At a discreet signal, a small pure-white goat was led out, bleating piteously in its anxiety. The creature was pinioned in front of the Emperor. A reverent hush descended on the crowd as the sacrificial knife – jade, with an obsidian blade – was presented to him. He raised it high, chanting sacred words known only to gods and emperors, and in the expectant quiet brought it down.

But the sacrifice was fumbled by the old emperor.

The kid screamed and kicked. In place of a clean slice across the throat the wound tailed off on one side. Spurting blood splattered those nearby as the animal, frantic with pain, went berserk. Unnerved, the Emperor stabbed and slashed until the creature finally gave up its life.

When it was over the Emperor stood before his people, bloodstained and hesitant. Trembling, he was unable to take the ancestral Book of Wei in his hands.
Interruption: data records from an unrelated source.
//! Discovery of procedure-like fragments in a compilation unit.

use tree_sitter::Node;

use super::{named_children, node_text};

#[derive(Debug, Clone, Copy, PartialEq, Eq, Hash, serde::Serialize)]
#[serde(rename_all = "snake_case")]
pub enum ProcedureKind {
    Method,
    Constructor,
    StaticInitializer,
    InstanceInitializer,
    Lambda,
}

/// A fragment that can be handed to the flow builder.
#[derive(Debug, Clone)]
pub struct Procedure<'tree> {
    pub node: Node<'tree>,
    pub kind: ProcedureKind,
    pub name: String,
}

/// Collect every procedure under `root`, in source order.
///
/// Names are qualified by the enclosing type names, e.g. `Outer.Inner.run`.
pub fn procedures<'tree>(root: Node<'tree>, source: &[u8]) -> Vec<Procedure<'tree>> {
    let mut out = Vec::new();
    let mut owners = Vec::new();
    collect(root, source, &mut owners, &mut out);
    out
}

fn collect<'tree>(
    node: Node<'tree>,
    source: &[u8],
    owners: &mut Vec<String>,
    out: &mut Vec<Procedure<'tree>>,
) {
    let kind = node.kind();
    let mut pushed_owner = false;

    match kind {
        "class_declaration" | "interface_declaration" | "enum_declaration"
        | "record_declaration" | "annotation_type_declaration" => {
            let name = node
                .child_by_field_name("name")
                .map(|n| node_text(n, source).to_string())
                .unwrap_or_else(|| "<unnamed>".to_string());
            owners.push(name);
            pushed_owner = true;
        }
        "object_creation_expression" => {
            if named_children(node).iter().any(|c| c.kind() == "class_body") {
                owners.push("<anonymous>".to_string());
                pushed_owner = true;
            }
        }
        "method_declaration" => {
            let name = node
                .child_by_field_name("name")
                .map(|n| node_text(n, source))
                .unwrap_or("<unnamed>");
            push(out, node, ProcedureKind::Method, owners, name);
        }
        "constructor_declaration" | "compact_constructor_declaration" => {
            push(out, node, ProcedureKind::Constructor, owners, "<init>");
        }
        "static_initializer" => {
            push(out, node, ProcedureKind::StaticInitializer, owners, "<clinit>");
        }
        "block" if node.parent().map(|p| p.kind()) == Some("class_body") => {
            push(out, node, ProcedureKind::InstanceInitializer, owners, "<init-block>");
        }
        "lambda_expression" => {
            let label = format!("lambda${}", node.start_position().row + 1);
            push(out, node, ProcedureKind::Lambda, owners, &label);
        }
        _ => {}
    }

    for child in named_children(node) {
        collect(child, source, owners, out);
    }

    if pushed_owner {
        owners.pop();
    }
}

fn push<'tree>(
    out: &mut Vec<Procedure<'tree>>,
    node: Node<'tree>,
    kind: ProcedureKind,
    owners: &[String],
    name: &str,
) {
    let mut qualified = owners.join(".");
    if !qualified.is_empty() {
        qualified.push('.');
    }
    qualified.push_str(name);
    out.push(Procedure {
        node,
        kind,
        name: qualified,
    });
}
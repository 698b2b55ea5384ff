//! Benchmarks for control flow construction.
//!
//! Measures a cold build of one large method body, the same request served
//! from the factory cache, and per-file parallel construction over a batch
//! of generated classes.

use criterion::{criterion_group, criterion_main, BenchmarkId, Criterion, Throughput};
use ctrlflow::{
    build_flow, parse_java, Cancellation, FlowFactory, FlowOptions, JavaSource,
    LocalVariablesPolicy,
};
use rayon::prelude::*;
use std::hint::black_box;

/// A method with `blocks` repetitions of loops, branches and try/finally.
fn generate_method(blocks: usize) -> String {
    let mut body = String::from("int total = 0;\n");
    for i in 0..blocks {
        body.push_str(&format!(
            r#"
            for (int i{i} = 0; i{i} < n; i{i}++) {{
                if (i{i} % 3 == 0 && flag) {{ continue; }}
                try {{
                    total += compute(i{i});
                    if (total > limit) {{ break; }}
                }} catch (IllegalStateException e) {{
                    total = 0;
                }} finally {{
                    log(total);
                }}
            }}
            switch (total) {{
                case {i}: total++;
                default: total--;
            }}
            "#
        ));
    }
    body.push_str("return total;\n");
    format!("class Bench {{\n int run(int n, int limit, boolean flag) {{\n{body}\n}}\n}}")
}

fn parse(code: &str) -> JavaSource {
    parse_java(code).unwrap()
}

fn bench_single_method(c: &mut Criterion) {
    let mut group = c.benchmark_group("build_flow");
    for blocks in [10, 50, 200] {
        let source = parse(&generate_method(blocks));
        group.throughput(Throughput::Bytes(source.text().len() as u64));
        group.bench_with_input(BenchmarkId::from_parameter(blocks), &source, |b, source| {
            let method = source.procedure("run").unwrap();
            b.iter(|| {
                build_flow(
                    black_box(method.node),
                    source.bytes(),
                    &LocalVariablesPolicy,
                    FlowOptions::default(),
                    &Cancellation::new(),
                )
                .unwrap()
            })
        });
    }
    group.finish();
}

fn bench_cached_lookup(c: &mut Criterion) {
    let source = parse(&generate_method(50));
    let method = source.procedure("run").unwrap();
    let factory = FlowFactory::new();
    let token = Cancellation::new();
    factory
        .get_control_flow(method.node, source.bytes(), &LocalVariablesPolicy, FlowOptions::default(), 0, &token)
        .unwrap();

    c.bench_function("factory_hit", |b| {
        b.iter(|| {
            factory
                .get_control_flow(
                    black_box(method.node),
                    source.bytes(),
                    &LocalVariablesPolicy,
                    FlowOptions::default(),
                    0,
                    &token,
                )
                .unwrap()
        })
    });
}

fn bench_parallel_files(c: &mut Criterion) {
    let files: Vec<String> = (0..32).map(|i| generate_method(5 + i % 7)).collect();
    let mut group = c.benchmark_group("files");
    group.throughput(Throughput::Elements(files.len() as u64));

    group.bench_function("sequential", |b| {
        b.iter(|| {
            files
                .iter()
                .map(|code| build_all(code))
                .sum::<usize>()
        })
    });
    group.bench_function("parallel", |b| {
        b.iter(|| files.par_iter().map(|code| build_all(code)).sum::<usize>())
    });
    group.finish();
}

fn build_all(code: &str) -> usize {
    let source = parse(code);
    let factory = FlowFactory::new();
    let token = Cancellation::new();
    source
        .procedures()
        .iter()
        .map(|p| {
            factory
                .get_control_flow(p.node, source.bytes(), &LocalVariablesPolicy, FlowOptions::default(), 0, &token)
                .map(|flow| flow.size())
                .unwrap_or(0)
        })
        .sum()
}

criterion_group!(
    benches,
    bench_single_method,
    bench_cached_lookup,
    bench_parallel_files
);
criterion_main!(benches);
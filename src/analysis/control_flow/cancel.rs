use std::sync::atomic::{AtomicBool, Ordering};
use std::sync::Arc;

use crate::errors::{FlowError, Result};
use crate::syntax::SyntaxRef;

/// Cooperative cancellation for flow construction.
///
/// Clones share the same flag. The builder polls it once per lowered node.
#[derive(Debug, Clone, Default)]
pub struct Cancellation {
    canceled: Arc<AtomicBool>,
}

impl Cancellation {
    pub fn new() -> Self {
        Self::default()
    }

    pub fn cancel(&self) {
        self.canceled.store(true, Ordering::Relaxed);
    }

    pub fn is_canceled(&self) -> bool {
        self.canceled.load(Ordering::Relaxed)
    }

    pub(crate) fn check(&self, node: SyntaxRef) -> Result<()> {
        if self.is_canceled() {
            return Err(FlowError::Canceled { node });
        }
        Ok(())
    }
}
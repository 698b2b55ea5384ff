//! Which variables produce read and write instructions.

use super::instruction::{Variable, VariableKind};

/// Decides which variables a flow tracks.
///
/// The cache keys flows by [`FlowPolicy::key`], so two policies with the
/// same key must make the same decisions.
pub trait FlowPolicy: Send + Sync {
    fn is_variable_tracked(&self, variable: &Variable) -> bool;

    fn is_parameter_tracked(&self, parameter: &Variable) -> bool {
        self.is_variable_tracked(parameter)
    }

    fn key(&self) -> &'static str {
        std::any::type_name::<Self>()
    }
}

/// Locals, parameters and the other method-scoped variables. The default.
#[derive(Debug, Clone, Copy, Default)]
pub struct LocalVariablesPolicy;

impl FlowPolicy for LocalVariablesPolicy {
    fn is_variable_tracked(&self, variable: &Variable) -> bool {
        !variable.is_field()
    }
}

/// Locals plus fields accessed through `this` or by bare name.
#[derive(Debug, Clone, Copy, Default)]
pub struct LocalsAndFieldsPolicy;

impl FlowPolicy for LocalsAndFieldsPolicy {
    fn is_variable_tracked(&self, _variable: &Variable) -> bool {
        true
    }
}

/// Only parameters, for callers that care about argument use.
#[derive(Debug, Clone, Copy, Default)]
pub struct ParametersOnlyPolicy;

impl FlowPolicy for ParametersOnlyPolicy {
    fn is_variable_tracked(&self, variable: &Variable) -> bool {
        variable.kind == VariableKind::Parameter
    }
}
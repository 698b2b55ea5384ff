use anyhow::Result;
use clap::Parser;
use ctrlflow::cli::{run, Cli};
use ctrlflow::observability::init_tracing;

fn main() -> Result<()> {
    let cli = Cli::parse();
    init_tracing(cli.verbose);
    run(cli)
}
The Grand Chamberlain held it for him, expressionless, while he feebly pronounced the sacred words.

The omens could not have been more dolorous. The Emperor mounted his chariot and moved off, a diminished figure. Down the torchlit way there was no doubt of what had passed: instead of the full-throated roar of acclamation due an emperor – Wan siu! Wan siu! Wan wan siu! Live ten thousand times ten thousand years! – there were only thin and fitful cries. The act of intercession and reassurance had failed.

CHAPTER NINETEEN

The captain announced that they would raise Taprobane in a day or so, save no monsters of the deep should appear in the meantime.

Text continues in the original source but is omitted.